§ **Problem**
Below are some records. Reproduce them exactly from their first line through the line with "At most one", inclusive.

━━━━━━━━━━━━━━━━━━━━━━━━━━━━━━

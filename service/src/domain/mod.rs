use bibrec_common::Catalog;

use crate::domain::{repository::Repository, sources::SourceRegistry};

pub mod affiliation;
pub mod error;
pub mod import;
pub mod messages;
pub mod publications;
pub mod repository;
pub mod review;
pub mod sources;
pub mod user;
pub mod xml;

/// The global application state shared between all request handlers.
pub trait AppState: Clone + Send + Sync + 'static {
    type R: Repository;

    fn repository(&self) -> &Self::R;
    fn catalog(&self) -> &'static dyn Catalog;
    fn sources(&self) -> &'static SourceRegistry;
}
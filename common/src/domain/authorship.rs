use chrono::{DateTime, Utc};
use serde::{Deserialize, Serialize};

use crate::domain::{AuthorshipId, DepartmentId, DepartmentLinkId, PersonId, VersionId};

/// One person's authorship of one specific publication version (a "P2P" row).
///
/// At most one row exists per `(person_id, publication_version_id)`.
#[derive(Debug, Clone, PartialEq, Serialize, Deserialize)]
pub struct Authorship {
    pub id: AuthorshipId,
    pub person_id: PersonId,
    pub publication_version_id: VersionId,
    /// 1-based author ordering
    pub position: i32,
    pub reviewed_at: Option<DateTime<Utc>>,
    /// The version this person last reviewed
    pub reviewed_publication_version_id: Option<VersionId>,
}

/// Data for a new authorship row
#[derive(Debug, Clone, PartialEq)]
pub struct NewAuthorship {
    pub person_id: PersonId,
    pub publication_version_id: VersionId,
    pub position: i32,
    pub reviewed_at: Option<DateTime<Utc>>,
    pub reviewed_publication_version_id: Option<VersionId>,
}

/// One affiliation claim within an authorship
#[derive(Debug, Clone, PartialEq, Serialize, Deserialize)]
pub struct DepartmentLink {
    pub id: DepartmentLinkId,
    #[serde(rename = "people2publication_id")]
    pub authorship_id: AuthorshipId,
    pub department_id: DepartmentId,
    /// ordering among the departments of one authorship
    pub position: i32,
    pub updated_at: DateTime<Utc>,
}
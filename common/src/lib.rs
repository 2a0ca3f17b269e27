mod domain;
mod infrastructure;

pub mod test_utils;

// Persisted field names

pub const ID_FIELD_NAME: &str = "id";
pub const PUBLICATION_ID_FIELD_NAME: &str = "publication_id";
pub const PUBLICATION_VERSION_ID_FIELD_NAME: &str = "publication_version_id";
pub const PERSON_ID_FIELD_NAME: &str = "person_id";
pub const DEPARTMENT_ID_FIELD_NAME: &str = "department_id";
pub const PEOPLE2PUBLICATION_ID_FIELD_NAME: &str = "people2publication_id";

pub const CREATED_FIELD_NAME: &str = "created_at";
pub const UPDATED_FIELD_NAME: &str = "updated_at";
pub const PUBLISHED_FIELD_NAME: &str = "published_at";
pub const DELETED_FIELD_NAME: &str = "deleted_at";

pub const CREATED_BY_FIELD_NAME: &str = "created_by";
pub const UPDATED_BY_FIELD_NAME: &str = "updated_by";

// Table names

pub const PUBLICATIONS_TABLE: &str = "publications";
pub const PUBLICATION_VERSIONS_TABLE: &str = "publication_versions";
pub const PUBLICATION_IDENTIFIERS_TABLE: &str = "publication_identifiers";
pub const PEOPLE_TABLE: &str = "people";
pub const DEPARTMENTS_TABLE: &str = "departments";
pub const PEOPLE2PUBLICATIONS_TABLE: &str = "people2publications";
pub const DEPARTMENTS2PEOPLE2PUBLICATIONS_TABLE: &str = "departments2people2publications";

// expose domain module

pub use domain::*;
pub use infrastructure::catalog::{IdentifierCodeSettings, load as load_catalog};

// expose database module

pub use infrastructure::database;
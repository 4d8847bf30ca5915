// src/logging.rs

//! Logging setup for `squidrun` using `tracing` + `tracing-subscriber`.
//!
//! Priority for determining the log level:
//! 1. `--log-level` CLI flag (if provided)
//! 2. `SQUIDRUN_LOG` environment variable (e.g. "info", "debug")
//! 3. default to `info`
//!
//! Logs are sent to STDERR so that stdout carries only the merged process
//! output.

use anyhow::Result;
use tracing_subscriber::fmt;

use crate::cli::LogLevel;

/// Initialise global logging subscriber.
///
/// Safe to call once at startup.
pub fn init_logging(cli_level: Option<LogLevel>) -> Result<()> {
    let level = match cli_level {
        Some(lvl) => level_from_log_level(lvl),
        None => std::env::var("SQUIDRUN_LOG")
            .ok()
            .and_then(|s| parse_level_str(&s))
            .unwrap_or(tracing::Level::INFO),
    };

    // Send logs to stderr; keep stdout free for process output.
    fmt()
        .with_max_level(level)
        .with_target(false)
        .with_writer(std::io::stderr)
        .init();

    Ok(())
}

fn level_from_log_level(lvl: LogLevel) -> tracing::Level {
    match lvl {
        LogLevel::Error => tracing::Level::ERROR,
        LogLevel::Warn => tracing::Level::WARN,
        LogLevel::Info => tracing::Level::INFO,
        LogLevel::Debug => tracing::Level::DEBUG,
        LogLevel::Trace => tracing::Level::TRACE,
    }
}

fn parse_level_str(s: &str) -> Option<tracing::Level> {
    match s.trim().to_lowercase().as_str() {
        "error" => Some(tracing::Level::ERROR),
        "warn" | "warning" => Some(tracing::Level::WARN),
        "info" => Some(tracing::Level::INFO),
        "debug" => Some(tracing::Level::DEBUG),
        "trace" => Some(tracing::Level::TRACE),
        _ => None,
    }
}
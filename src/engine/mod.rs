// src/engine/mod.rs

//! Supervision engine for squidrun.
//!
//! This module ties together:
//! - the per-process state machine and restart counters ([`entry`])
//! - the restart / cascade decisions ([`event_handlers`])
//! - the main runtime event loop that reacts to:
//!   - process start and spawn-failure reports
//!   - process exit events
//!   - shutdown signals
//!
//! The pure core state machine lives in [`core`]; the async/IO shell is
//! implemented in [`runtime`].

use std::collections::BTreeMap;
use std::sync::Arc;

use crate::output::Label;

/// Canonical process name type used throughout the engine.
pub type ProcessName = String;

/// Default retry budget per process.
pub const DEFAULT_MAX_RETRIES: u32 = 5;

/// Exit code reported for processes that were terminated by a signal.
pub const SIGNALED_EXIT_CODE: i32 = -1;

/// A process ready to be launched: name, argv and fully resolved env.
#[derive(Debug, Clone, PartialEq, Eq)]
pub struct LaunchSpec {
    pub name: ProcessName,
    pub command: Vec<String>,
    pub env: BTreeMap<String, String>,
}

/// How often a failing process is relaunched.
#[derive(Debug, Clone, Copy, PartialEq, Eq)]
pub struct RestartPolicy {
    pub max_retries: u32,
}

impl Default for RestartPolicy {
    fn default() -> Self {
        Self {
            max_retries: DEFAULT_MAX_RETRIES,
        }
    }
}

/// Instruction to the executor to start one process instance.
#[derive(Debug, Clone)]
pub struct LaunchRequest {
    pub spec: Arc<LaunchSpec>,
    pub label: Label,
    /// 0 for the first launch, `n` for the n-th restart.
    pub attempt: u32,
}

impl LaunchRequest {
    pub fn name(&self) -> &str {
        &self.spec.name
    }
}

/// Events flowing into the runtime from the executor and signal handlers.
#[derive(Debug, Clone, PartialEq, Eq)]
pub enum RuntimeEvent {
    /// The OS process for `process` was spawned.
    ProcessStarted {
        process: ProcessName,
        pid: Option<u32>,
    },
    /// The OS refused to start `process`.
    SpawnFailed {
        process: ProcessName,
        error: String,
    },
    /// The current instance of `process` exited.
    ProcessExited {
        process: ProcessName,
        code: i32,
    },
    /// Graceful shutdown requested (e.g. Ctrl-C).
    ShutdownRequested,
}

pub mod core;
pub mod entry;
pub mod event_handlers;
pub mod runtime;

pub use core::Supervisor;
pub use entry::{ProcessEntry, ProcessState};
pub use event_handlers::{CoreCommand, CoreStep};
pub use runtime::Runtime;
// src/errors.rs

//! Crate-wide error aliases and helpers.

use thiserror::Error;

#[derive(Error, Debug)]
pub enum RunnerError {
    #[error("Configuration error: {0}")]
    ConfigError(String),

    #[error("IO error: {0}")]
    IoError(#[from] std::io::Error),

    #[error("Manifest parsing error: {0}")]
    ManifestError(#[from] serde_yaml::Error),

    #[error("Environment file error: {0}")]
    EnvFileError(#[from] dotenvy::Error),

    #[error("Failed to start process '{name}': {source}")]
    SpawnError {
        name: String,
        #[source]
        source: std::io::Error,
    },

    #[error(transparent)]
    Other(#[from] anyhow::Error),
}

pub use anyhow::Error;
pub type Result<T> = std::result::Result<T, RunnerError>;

━━━━━━━━━━━━━━━━━━━━━━━━━━━━━━

§ **Result of this task**
filename service/src/domain/mod.rs
use bibrec_common::Catalog;

use crate::domain::{repository::Repository, sources::SourceRegistry};

pub mod affiliation;
pub mod error;
pub mod import;
pub mod messages;
pub mod publications;
pub mod repository;
pub mod review;
pub mod sources;
pub mod user;
pub mod xml;

/// The global application state shared between all request handlers.
pub trait AppState: Clone + Send + Sync + 'static {
    type R: Repository;

    fn repository(&self) -> &Self::R;
    fn catalog(&self) -> &'static dyn Catalog;
    fn sources(&self) -> &'static SourceRegistry;
}
filename common/src/domain/authorship.rs
use chrono::{DateTime, Utc};
use serde::{Deserialize, Serialize};

use crate::domain::{AuthorshipId, DepartmentId, DepartmentLinkId, PersonId, VersionId};

/// One person's authorship of one specific publication version (a "P2P" row).
///
/// At most one row exists per `(person_id, publication_version_id)`.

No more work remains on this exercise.